- Activity
Could each entry below be printed again exactly as given?

- Data for the task

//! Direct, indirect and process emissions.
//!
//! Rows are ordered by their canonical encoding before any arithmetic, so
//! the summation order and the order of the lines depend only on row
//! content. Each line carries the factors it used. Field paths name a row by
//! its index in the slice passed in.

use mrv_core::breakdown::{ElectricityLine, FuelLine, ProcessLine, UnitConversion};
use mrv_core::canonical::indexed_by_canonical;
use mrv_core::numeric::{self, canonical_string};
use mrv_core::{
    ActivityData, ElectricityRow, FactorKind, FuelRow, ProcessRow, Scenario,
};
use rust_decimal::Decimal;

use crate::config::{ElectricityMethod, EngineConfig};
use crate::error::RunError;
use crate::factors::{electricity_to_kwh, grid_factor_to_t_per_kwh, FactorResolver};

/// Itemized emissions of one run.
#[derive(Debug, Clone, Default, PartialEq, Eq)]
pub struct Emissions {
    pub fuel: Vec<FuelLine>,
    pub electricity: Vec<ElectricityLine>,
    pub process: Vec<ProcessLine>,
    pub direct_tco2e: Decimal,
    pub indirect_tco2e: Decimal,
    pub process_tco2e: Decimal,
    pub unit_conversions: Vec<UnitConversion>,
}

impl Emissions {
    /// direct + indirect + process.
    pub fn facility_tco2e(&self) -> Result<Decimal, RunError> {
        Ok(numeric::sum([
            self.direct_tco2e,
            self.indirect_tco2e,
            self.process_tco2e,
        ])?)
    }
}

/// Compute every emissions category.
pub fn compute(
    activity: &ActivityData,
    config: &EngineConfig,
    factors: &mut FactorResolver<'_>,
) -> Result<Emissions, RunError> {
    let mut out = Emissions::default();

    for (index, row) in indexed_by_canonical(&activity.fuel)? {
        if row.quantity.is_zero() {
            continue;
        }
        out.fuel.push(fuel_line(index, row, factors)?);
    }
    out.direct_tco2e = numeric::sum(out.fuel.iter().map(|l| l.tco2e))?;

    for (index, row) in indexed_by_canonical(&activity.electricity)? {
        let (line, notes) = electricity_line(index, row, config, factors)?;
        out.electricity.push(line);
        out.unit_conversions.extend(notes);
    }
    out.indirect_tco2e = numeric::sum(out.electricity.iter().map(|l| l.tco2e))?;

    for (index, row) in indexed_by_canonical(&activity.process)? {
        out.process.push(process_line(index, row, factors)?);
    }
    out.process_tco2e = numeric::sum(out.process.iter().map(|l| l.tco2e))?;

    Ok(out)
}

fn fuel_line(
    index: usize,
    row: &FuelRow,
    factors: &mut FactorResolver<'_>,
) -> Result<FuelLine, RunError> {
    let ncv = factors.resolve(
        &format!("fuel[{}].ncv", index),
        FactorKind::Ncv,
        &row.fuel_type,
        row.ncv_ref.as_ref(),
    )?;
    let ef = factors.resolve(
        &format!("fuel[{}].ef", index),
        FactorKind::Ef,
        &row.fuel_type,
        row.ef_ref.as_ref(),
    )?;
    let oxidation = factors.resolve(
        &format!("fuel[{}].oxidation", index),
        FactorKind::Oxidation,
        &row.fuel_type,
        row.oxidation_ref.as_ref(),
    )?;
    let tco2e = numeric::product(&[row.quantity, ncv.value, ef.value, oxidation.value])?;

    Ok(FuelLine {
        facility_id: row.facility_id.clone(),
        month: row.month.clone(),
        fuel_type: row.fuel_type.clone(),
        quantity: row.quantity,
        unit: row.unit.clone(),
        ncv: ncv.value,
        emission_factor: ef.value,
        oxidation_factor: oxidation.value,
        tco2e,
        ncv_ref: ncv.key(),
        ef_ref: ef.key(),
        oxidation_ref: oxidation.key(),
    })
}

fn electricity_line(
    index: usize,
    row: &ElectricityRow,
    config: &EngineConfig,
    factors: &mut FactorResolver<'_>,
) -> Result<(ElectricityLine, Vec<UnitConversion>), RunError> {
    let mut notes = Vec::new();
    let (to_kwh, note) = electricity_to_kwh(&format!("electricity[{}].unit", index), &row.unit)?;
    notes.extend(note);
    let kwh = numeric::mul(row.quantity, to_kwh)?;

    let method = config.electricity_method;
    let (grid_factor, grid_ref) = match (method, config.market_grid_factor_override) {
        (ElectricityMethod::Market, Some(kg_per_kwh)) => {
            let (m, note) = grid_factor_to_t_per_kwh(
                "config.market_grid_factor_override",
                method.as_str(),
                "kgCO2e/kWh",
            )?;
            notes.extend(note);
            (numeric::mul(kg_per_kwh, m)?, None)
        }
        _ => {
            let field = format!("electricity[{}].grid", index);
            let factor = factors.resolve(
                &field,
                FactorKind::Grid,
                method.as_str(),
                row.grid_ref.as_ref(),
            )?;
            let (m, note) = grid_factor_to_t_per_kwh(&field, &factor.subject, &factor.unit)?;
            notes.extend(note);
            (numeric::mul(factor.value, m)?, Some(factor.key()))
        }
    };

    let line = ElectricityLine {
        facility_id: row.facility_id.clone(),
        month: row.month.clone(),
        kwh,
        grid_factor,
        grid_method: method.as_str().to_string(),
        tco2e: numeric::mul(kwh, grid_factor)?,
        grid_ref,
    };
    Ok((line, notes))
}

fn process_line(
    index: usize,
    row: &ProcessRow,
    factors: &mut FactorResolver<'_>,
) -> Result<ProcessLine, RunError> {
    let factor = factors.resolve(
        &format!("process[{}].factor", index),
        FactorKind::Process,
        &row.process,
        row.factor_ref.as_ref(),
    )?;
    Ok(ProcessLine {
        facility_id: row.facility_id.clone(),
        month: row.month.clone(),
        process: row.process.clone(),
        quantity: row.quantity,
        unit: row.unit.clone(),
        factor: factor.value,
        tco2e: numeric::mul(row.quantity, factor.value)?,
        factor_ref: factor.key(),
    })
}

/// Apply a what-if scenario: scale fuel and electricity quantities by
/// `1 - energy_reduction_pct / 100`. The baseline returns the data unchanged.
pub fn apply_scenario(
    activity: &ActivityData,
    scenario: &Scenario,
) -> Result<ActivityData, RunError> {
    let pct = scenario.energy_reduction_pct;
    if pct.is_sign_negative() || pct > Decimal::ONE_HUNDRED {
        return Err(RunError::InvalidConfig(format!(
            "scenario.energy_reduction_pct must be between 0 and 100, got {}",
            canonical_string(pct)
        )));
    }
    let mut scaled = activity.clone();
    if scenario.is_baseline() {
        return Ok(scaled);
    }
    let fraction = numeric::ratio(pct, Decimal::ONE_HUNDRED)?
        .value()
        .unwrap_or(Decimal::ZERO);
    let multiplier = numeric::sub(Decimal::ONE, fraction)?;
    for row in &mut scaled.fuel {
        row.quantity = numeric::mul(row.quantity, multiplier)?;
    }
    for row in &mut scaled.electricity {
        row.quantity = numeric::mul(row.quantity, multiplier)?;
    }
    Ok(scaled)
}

- Problem solution
//! Direct, indirect and process emissions.
//!
//! Rows are ordered by their canonical encoding before any arithmetic, so
//! the summation order and the order of the lines depend only on row
//! content. Each line carries the factors it used. Field paths name a row by
//! its index in the slice passed in.

use mrv_core::breakdown::{ElectricityLine, FuelLine, ProcessLine, UnitConversion};
use mrv_core::canonical::indexed_by_canonical;
use mrv_core::numeric::{self, canonical_string};
use mrv_core::{
    ActivityData, ElectricityRow, FactorKind, FuelRow, ProcessRow, Scenario,
};
use rust_decimal::Decimal;

use crate::config::{ElectricityMethod, EngineConfig};
use crate::error::RunError;
use crate::factors::{electricity_to_kwh, grid_factor_to_t_per_kwh, FactorResolver};

/// Itemized emissions of one run.
#[derive(Debug, Clone, Default, PartialEq, Eq)]
pub struct Emissions {
    pub fuel: Vec<FuelLine>,
    pub electricity: Vec<ElectricityLine>,
    pub process: Vec<ProcessLine>,
    pub direct_tco2e: Decimal,
    pub indirect_tco2e: Decimal,
    pub process_tco2e: Decimal,
    pub unit_conversions: Vec<UnitConversion>,
}

impl Emissions {
    /// direct + indirect + process.
    pub fn facility_tco2e(&self) -> Result<Decimal, RunError> {
        Ok(numeric::sum([
            self.direct_tco2e,
            self.indirect_tco2e,
            self.process_tco2e,
        ])?)
    }
}

/// Compute every emissions category.
pub fn compute(
    activity: &ActivityData,
    config: &EngineConfig,
    factors: &mut FactorResolver<'_>,
) -> Result<Emissions, RunError> {
    let mut out = Emissions::default();

    for (index, row) in indexed_by_canonical(&activity.fuel)? {
        if row.quantity.is_zero() {
            continue;
        }
        out.fuel.push(fuel_line(index, row, factors)?);
    }
    out.direct_tco2e = numeric::sum(out.fuel.iter().map(|l| l.tco2e))?;

    for (index, row) in indexed_by_canonical(&activity.electricity)? {
        let (line, notes) = electricity_line(index, row, config, factors)?;
        out.electricity.push(line);
        out.unit_conversions.extend(notes);
    }
    out.indirect_tco2e = numeric::sum(out.electricity.iter().map(|l| l.tco2e))?;

    for (index, row) in indexed_by_canonical(&activity.process)? {
        out.process.push(process_line(index, row, factors)?);
    }
    out.process_tco2e = numeric::sum(out.process.iter().map(|l| l.tco2e))?;

    Ok(out)
}

fn fuel_line(
    index: usize,
    row: &FuelRow,
    factors: &mut FactorResolver<'_>,
) -> Result<FuelLine, RunError> {
    let ncv = factors.resolve(
        &format!("fuel[{}].ncv", index),
        FactorKind::Ncv,
        &row.fuel_type,
        row.ncv_ref.as_ref(),
    )?;
    let ef = factors.resolve(
        &format!("fuel[{}].ef", index),
        FactorKind::Ef,
        &row.fuel_type,
        row.ef_ref.as_ref(),
    )?;
    let oxidation = factors.resolve(
        &format!("fuel[{}].oxidation", index),
        FactorKind::Oxidation,
        &row.fuel_type,
        row.oxidation_ref.as_ref(),
    )?;
    let tco2e = numeric::product(&[row.quantity, ncv.value, ef.value, oxidation.value])?;

    Ok(FuelLine {
        facility_id: row.facility_id.clone(),
        month: row.month.clone(),
        fuel_type: row.fuel_type.clone(),
        quantity: row.quantity,
        unit: row.unit.clone(),
        ncv: ncv.value,
        emission_factor: ef.value,
        oxidation_factor: oxidation.value,
        tco2e,
        ncv_ref: ncv.key(),
        ef_ref: ef.key(),
        oxidation_ref: oxidation.key(),
    })
}

fn electricity_line(
    index: usize,
    row: &ElectricityRow,
    config: &EngineConfig,
    factors: &mut FactorResolver<'_>,
) -> Result<(ElectricityLine, Vec<UnitConversion>), RunError> {
    let mut notes = Vec::new();
    let (to_kwh, note) = electricity_to_kwh(&format!("electricity[{}].unit", index), &row.unit)?;
    notes.extend(note);
    let kwh = numeric::mul(row.quantity, to_kwh)?;

    let method = config.electricity_method;
    let (grid_factor, grid_ref) = match (method, config.market_grid_factor_override) {
        (ElectricityMethod::Market, Some(kg_per_kwh)) => {
            let (m, note) = grid_factor_to_t_per_kwh(
                "config.market_grid_factor_override",
                method.as_str(),
                "kgCO2e/kWh",
            )?;
            notes.extend(note);
            (numeric::mul(kg_per_kwh, m)?, None)
        }
        _ => {
            let field = format!("electricity[{}].grid", index);
            let factor = factors.resolve(
                &field,
                FactorKind::Grid,
                method.as_str(),
                row.grid_ref.as_ref(),
            )?;
            let (m, note) = grid_factor_to_t_per_kwh(&field, &factor.subject, &factor.unit)?;
            notes.extend(note);
            (numeric::mul(factor.value, m)?, Some(factor.key()))
        }
    };

    let line = ElectricityLine {
        facility_id: row.facility_id.clone(),
        month: row.month.clone(),
        kwh,
        grid_factor,
        grid_method: method.as_str().to_string(),
        tco2e: numeric::mul(kwh, grid_factor)?,
        grid_ref,
    };
    Ok((line, notes))
}

fn process_line(
    index: usize,
    row: &ProcessRow,
    factors: &mut FactorResolver<'_>,
) -> Result<ProcessLine, RunError> {
    let factor = factors.resolve(
        &format!("process[{}].factor", index),
        FactorKind::Process,
        &row.process,
        row.factor_ref.as_ref(),
    )?;
    Ok(ProcessLine {
        facility_id: row.facility_id.clone(),
        month: row.month.clone(),
        process: row.process.clone(),
        quantity: row.quantity,
        unit: row.unit.clone(),
        factor: factor.value,
        tco2e: numeric::mul(row.quantity, factor.value)?,
        factor_ref: factor.key(),
    })
}

/// Apply a what-if scenario: scale fuel and electricity quantities by
/// `1 - energy_reduction_pct / 100`. The baseline returns the data unchanged.
pub fn apply_scenario(
    activity: &ActivityData,
    scenario: &Scenario,
) -> Result<ActivityData, RunError> {
    let pct = scenario.energy_reduction_pct;
    if pct.is_sign_negative() || pct > Decimal::ONE_HUNDRED {
        return Err(RunError::InvalidConfig(format!(
            "scenario.energy_reduction_pct must be between 0 and 100, got {}",
            canonical_string(pct)
        )));
    }
    let mut scaled = activity.clone();
    if scenario.is_baseline() {
        return Ok(scaled);
    }
    let fraction = numeric::ratio(pct, Decimal::ONE_HUNDRED)?
        .value()
        .unwrap_or(Decimal::ZERO);
    let multiplier = numeric::sub(Decimal::ONE, fraction)?;
    for row in &mut scaled.fuel {
        row.quantity = numeric::mul(row.quantity, multiplier)?;
    }
    for row in &mut scaled.electricity {
        row.quantity = numeric::mul(row.quantity, multiplier)?;
    }
    Ok(scaled)
}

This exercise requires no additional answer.